> [EXERCISE OBJECTIVE]: From the entries that follow, copy each line containing the word "configuration".

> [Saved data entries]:
-- -- --

use crate::status::TaxStatus;
use chrono::{DateTime, Utc};
use serde::Serialize;
use tokio::sync::broadcast;
use uuid::Uuid;


/// EconomyEvent is a fire-and-forget notification about one apartment.
///
/// Consumed by notification and statistics layers outside this crate;
/// delivery is best-effort (lagging or absent receivers simply miss events).
#[derive(Clone, Debug, Serialize)]
pub struct EconomyEvent {
    pub apartment_id: String,
    pub timestamp: DateTime<Utc>,
    #[serde(flatten)]
    pub kind: EventKind,
}

#[derive(Clone, Debug, PartialEq, Serialize)]
#[serde(tag = "type", rename_all = "kebab-case")]
pub enum EventKind {
    InvoiceCreated {
        owner: Uuid,
        invoice_id: String,
        amount: f64,
        due_at: DateTime<Utc>,
    },
    InvoicePaid {
        owner: Uuid,
        invoice_ids: Vec<String>,
        amount: f64,
        /// True when collected by the tax tick rather than by the owner
        automatic: bool,
    },
    StatusEscalated {
        owner: Uuid,
        from: TaxStatus,
        to: TaxStatus,
    },
    /// Ownership-scoped state (ratings, guests) must be dropped by consumers
    ApartmentRepossessed { former_owner: Uuid },
    /// Owner sold the apartment back to the market
    OwnershipReleased { former_owner: Uuid },
    IncomeAccrued {
        owner: Uuid,
        amount: f64,
        pending_income: f64,
    },
}

/// Broadcast bus for [`EconomyEvent`]s
#[derive(Clone)]
pub struct EventBus {
    tx: broadcast::Sender<EconomyEvent>,
}

impl EventBus {
    pub fn new(capacity: usize) -> Self {
        let (tx, _) = broadcast::channel(capacity);
        Self { tx }
    }

    /// Publish; having no subscribers is fine
    pub fn publish(&self, apartment_id: &str, timestamp: DateTime<Utc>, kind: EventKind) {
        let _ = self.tx.send(EconomyEvent {
            apartment_id: apartment_id.to_string(),
            timestamp,
            kind,
        });
    }

    pub fn subscribe(&self) -> broadcast::Receiver<EconomyEvent> {
        self.tx.subscribe()
    }
}

impl Default for EventBus {
    fn default() -> Self {
        Self::new(1000)
    }
}
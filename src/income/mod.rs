// Periodic income accrual with capacity caps and stacked bonuses

mod roll;

pub use roll::{FixedRoll, IncomeRoll, RandomRoll};

use crate::apartment::Apartment;
use crate::config::IncomeConfig;
use crate::event::{EventBus, EventKind};
use crate::ports::{buff_or, BuffProvider, Statistics};
use crate::registry::ApartmentRegistry;
use crate::status::StatusResolver;
use chrono::{DateTime, Duration, Utc};
use std::sync::{Arc, Mutex, PoisonError};
use tracing::{debug, warn};
use uuid::Uuid;


/// Longest interval cut a buff can grant, in percent
const MAX_INTERVAL_REDUCTION: f64 = 90.0;

/// Counts from one [`IncomeEngine::tick`]
#[derive(Debug, Clone, Default, PartialEq)]
pub struct IncomeTickReport {
    pub accrued: usize,
    /// Owned but not ACTIVE
    pub suspended: usize,
    /// Accrual interval not yet elapsed
    pub not_due: usize,
    /// Level has no configuration
    pub unconfigured: usize,
    /// Already at capacity, nothing added
    pub at_capacity: usize,
    pub total_accrued: f64,
}

enum Accrual {
    Unowned,
    Suspended,
    NotDue,
    Unconfigured,
    Added(f64),
}

pub struct IncomeEngine {
    registry: Arc<ApartmentRegistry>,
    resolver: StatusResolver,
    buffs: Arc<dyn BuffProvider>,
    stats: Arc<dyn Statistics>,
    events: EventBus,
    config: IncomeConfig,
    roll: Mutex<Box<dyn IncomeRoll>>,
}

impl IncomeEngine {
    pub fn new(
        registry: Arc<ApartmentRegistry>,
        resolver: StatusResolver,
        buffs: Arc<dyn BuffProvider>,
        stats: Arc<dyn Statistics>,
        events: EventBus,
        config: IncomeConfig,
        roll: Box<dyn IncomeRoll>,
    ) -> Self {
        Self {
            registry,
            resolver,
            buffs,
            stats,
            events,
            config,
            roll: Mutex::new(roll),
        }
    }

    /// Accrue income for every owned ACTIVE apartment whose interval has elapsed.
    pub fn tick(&self, now: DateTime<Utc>) -> IncomeTickReport {
        let mut report = IncomeTickReport::default();

        for id in self.registry.ids() {
            let Some(accrual) = self.registry.modify(&id, |apartment| self.accrue(apartment, now))
            else {
                continue;
            };

            match accrual {
                Accrual::Unowned => {}
                Accrual::Suspended => report.suspended += 1,
                Accrual::NotDue => report.not_due += 1,
                Accrual::Unconfigured => report.unconfigured += 1,
                Accrual::Added(amount) if amount > 0.0 => {
                    report.accrued += 1;
                    report.total_accrued += amount;
                }
                Accrual::Added(_) => report.at_capacity += 1,
            }
        }

        debug!(
            accrued = report.accrued,
            suspended = report.suspended,
            total = report.total_accrued,
            "Income tick complete"
        );

        report
    }

    /// Capacity of an apartment for its owner, including research bonuses
    pub fn capacity(&self, apartment: &Apartment, owner: &Uuid) -> Option<f64> {
        let level = self.config.level(apartment.level)?;
        let bonus = buff_or(
            self.buffs.income_capacity_bonus(owner),
            0.0,
            "income_capacity_bonus",
            owner,
        );
        Some(level.income_capacity * (1.0 + bonus / 100.0))
    }

    /// Time between accruals for this owner after interval-reduction buffs
    pub fn interval_for(&self, owner: &Uuid) -> Duration {
        let reduction = buff_or(
            self.buffs.income_interval_reduction(owner),
            0.0,
            "income_interval_reduction",
            owner,
        )
        .clamp(0.0, MAX_INTERVAL_REDUCTION);

        let base_ms = self.config.interval().num_milliseconds() as f64;
        Duration::milliseconds((base_ms * (1.0 - reduction / 100.0)) as i64)
    }

    fn accrue(&self, apartment: &mut Apartment, now: DateTime<Utc>) -> Accrual {
        let Some(owner) = apartment.owner else {
            return Accrual::Unowned;
        };

        if !self.resolver.resolve(now, &apartment.invoices).accrues_income() {
            return Accrual::Suspended;
        }

        if let Some(last) = apartment.last_income_at {
            if now - last < self.interval_for(&owner) {
                return Accrual::NotDue;
            }
        }

        let Some(level) = self.config.level(apartment.level) else {
            warn!(
                apartment_id = %apartment.id,
                level = apartment.level,
                "No level configuration, skipping income"
            );
            return Accrual::Unconfigured;
        };

        let base = self
            .roll
            .lock()
            .unwrap_or_else(PoisonError::into_inner)
            .roll(level.min_income, level.max_income);

        let flat = buff_or(
            self.buffs.flat_income_bonus(&owner, &apartment.id),
            0.0,
            "flat_income_bonus",
            &owner,
        );
        let percent = buff_or(
            self.buffs.income_amount_bonus(&owner, &apartment.id),
            0.0,
            "income_amount_bonus",
            &owner,
        );
        let income = ((base + flat) * (1.0 + percent / 100.0)).max(0.0);

        let capacity = self.capacity(apartment, &owner).unwrap_or(level.income_capacity);

        // Excess above the cap is dropped; pending income is never reduced here
        let before = apartment.pending_income;
        let after = (before + income).min(capacity).max(before);
        let added = after - before;

        apartment.pending_income = after;
        apartment.last_income_at = Some(now);

        if added > 0.0 {
            self.stats.record_income(&owner, added);
            self.events.publish(
                &apartment.id,
                now,
                EventKind::IncomeAccrued {
                    owner,
                    amount: added,
                    pending_income: after,
                },
            );
        }

        debug!(
            apartment_id = %apartment.id,
            rolled = base,
            income,
            added,
            pending = after,
            capacity,
            "Income accrued"
        );

        Accrual::Added(added)
    }
}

-- -- --

> [ANSWER SPACE]:
    /// Level has no configuration
                "No level configuration, skipping income"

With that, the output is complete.